Is there a performative aspect to this exploration of my identity? Am I only aligning myself more with ‘Scottish’ because it’s politically expedient to not be ‘English’? Is it part of a quest for a more concrete ethnicity than ‘generic white Australian’? Am I echoing middle-class Lowland Scots in appropriating a culture and language which is no longer truly mine? Gaelic-speaking regions of Scotland (today, chiefly the Hebrides) are cold, remote and economically disadvantaged. Is it my place to enjoy the good things without the bad?

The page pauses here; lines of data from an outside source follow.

//! # Violation Origins and Error Categories
//!
//! The boundary classifier: violations are categorized by *where the
//! violated value originated*, never by violation content.
//!
//! Values the caller directly controls (request parameters) that fail
//! before business logic runs are user mistakes. Values produced by the
//! service's own methods (precondition arguments wired internally, or
//! return values) indicate a developer bug and must be surfaced loudly.

use serde::{Deserialize, Serialize};

/// Where a violated value originated, tagged at the validation call site.
#[derive(Debug, Clone, Copy, PartialEq, Eq, Hash, Serialize, Deserialize)]
#[serde(rename_all = "snake_case")]
pub enum ViolationOrigin {
    /// Untrusted external input bound from the request.
    RequestParameter,
    /// A precondition on an internally invoked method.
    MethodPrecondition,
    /// A postcondition on a value returned by business logic.
    ReturnValue,
}

/// Error-reporting policy bucket.
#[derive(Debug, Clone, Copy, PartialEq, Eq, Hash, Serialize, Deserialize)]
#[serde(rename_all = "snake_case")]
pub enum ErrorCategory {
    /// Caller mistake: 400-class response, terse body, no log record.
    UserError,
    /// Developer bug: 500-class response, diagnostic body, one SEVERE log.
    InternalError,
}

impl ViolationOrigin {
    /// Classify this origin into its reporting category.
    pub fn category(self) -> ErrorCategory {
        match self {
            Self::RequestParameter => ErrorCategory::UserError,
            Self::MethodPrecondition | Self::ReturnValue => ErrorCategory::InternalError,
        }
    }
}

Am I looking for a point of difference? A homeland? A place I can point to, despite never having lived there, and say ‘That is my home’? I was privileged to visit Scotland last year, the realisation of a lifelong dream. When I first saw the outskirts of Edinburgh from the plane window, Scotland felt like the strange, exciting, foreign country it was. But it also felt like home. Should it have done?
Is it a response to becoming more educated and aware (some might say ‘woke’) about the black history of Australia, and in particular what Scottish settlers did to Aboriginal people? A reaction to the knowledge that the land I live on, the only home I have ever known, is not mine and was never ceded? A realisation that if I were to repatriate myself, to go back to where I came from, I’d better know where to start?
Moreover, had this sudden interest rendered me the Scottish equivalent of a ‘weeaboo’, because I drink whisky and Irn Bru, listen to a lot of Gaelic folk music and have strong views on Scottish independence? I decided it had not, chiefly because I don’t think everything from or about Scotland is automatically superior to non-Scottish equivalents. (Surprisingly, the thing I missed most about Australia when I visited Scotland was a supply of fresh fruit and vegetables!)
When asked, I don’t tell people that I’m Scottish, because I’m not. I’ve never lived in Scotland, I’ve visited only once, I don’t hold a passport and I don’t speak the language. I say I’m Australian and leave it at that. Occasionally I might get ‘where’s your family from’ (not the more insulting ‘where are you really from’ doled out to non-white people), at which point I might specify Scotland. Yet where is the line drawn between ‘having Scottish heritage’ (or any other ethnocultural affiliation) and ‘being Scottish’? At what point, if any, will I ever be ‘Scottish enough’?
Seeing the Highland tartan exhibit at the Immigration Museum brought a lot of these issues into sharp focus. The Clan MacDonald tartan, easily recognisable with its bold reds and muted greens, formed the backdrop to a medal made of silver, a first prize for dance at the Buninyong Highland Society in country Victoria. Inscribed on the obverse is a curious epigraph, left untranslated by curators: ‘Làmh na Ceartais’. The hand of justice. But for whom?
While researching the background to this post I discovered two books that might help me answer some of my questions surrounding the legitimacy of my Scottish identity. The first is The Survey of Scottish Gaelic in Australia and New Zealand, a 2004 PhD thesis by St John Skilton. It documents the efforts of Scottish expats, descendants of immigrants and interested learners to keep the language alive an leth-chruinne a deas (in the Southern Hemisphere), as well as broader questions of Gaelic ethnicity in Australia and LOTE teaching traditions in Australian schools. At almost 400 pages it’s a hefty read, but one I intend to savour.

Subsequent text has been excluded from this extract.